Rare Earth Demands: Long-term demand for rare earths increasing will protect Lynas’ sales volume. Unfortunately, we note that Lynas’ production is close to full capacity and its pipeline production increases are modest, which caps its ability to fully capitalise on this rising demand.
Future Production Volumes: Although we view the increased production plans as good news, we are less excited about the 2025 timeline, as well as the magnitude of these increases (70% of current production).
Potential Production Disruptions: Our base case relies on FY2022 earnings, a year in which the company operated at around 80% capacity due to supply chain issues, COVID-19 restrictions, and water shortages in Malaysia.

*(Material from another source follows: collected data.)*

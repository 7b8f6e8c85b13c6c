//! Pipeline error types.

use common::TripId;
use domain::{DomainError, ErrorKind};
use messaging::ChannelError;
use store::StoreError;
use thiserror::Error;

/// Errors returned by [`crate::ClosureOrchestrator::close_and_rate`].
#[derive(Debug, Error)]
pub enum ClosureError {
    /// Validation, lookup or storage failed; nothing was committed.
    #[error(transparent)]
    Domain(#[from] DomainError),

    /// The trip was completed but the immediate publish failed.
    ///
    /// The event stays in the outbox and is published by the relay.
    #[error(
        "Trip {trip_id} was completed, but the rating event could not be published ({reason}); it is queued for redelivery"
    )]
    PublishFailed { trip_id: TripId, reason: String },
}

impl ClosureError {
    pub fn kind(&self) -> ErrorKind {
        match self {
            ClosureError::Domain(e) => e.kind(),
            ClosureError::PublishFailed { .. } => ErrorKind::InvalidRequest,
        }
    }
}

impl From<StoreError> for ClosureError {
    fn from(e: StoreError) -> Self {
        ClosureError::Domain(e.into())
    }
}

/// Errors that stop the rating consumer.
///
/// Whatever delivery was in hand when one of these occurred was not
/// acknowledged and will be delivered again.
#[derive(Debug, Error)]
pub enum ConsumerError {
    #[error("Failed to subscribe: {0}")]
    Subscribe(ChannelError),

    #[error("Channel error: {0}")]
    Channel(#[from] ChannelError),

    /// Storing a rating kept failing after the configured retries.
    #[error("Storage failed after {attempts} attempts: {source}")]
    Storage {
        attempts: u32,
        #[source]
        source: DomainError,
    },
}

We’ve assumed future utilisation at roughly these levels, although more generally we are uncomfortable with the single-point-of-failure risk of the current business model.
Conclusion
We find the fundamentals of the company attractive, and expect continued earnings resilience. However, in our opinion, current valuations do not make sense unless speculating that rare earth prices will continuously trend upwards over the next 10 years.
We will be monitoring rare earth prices to see if we can attribute future movements to macroeconomic events, and pinpoint if market conditions turn favourable. We will also be keeping a look-out for clarity on the commercial prospects of expansion projects due 2025, and simultaneously hoping that a more compelling entry point presents itself within the next three years.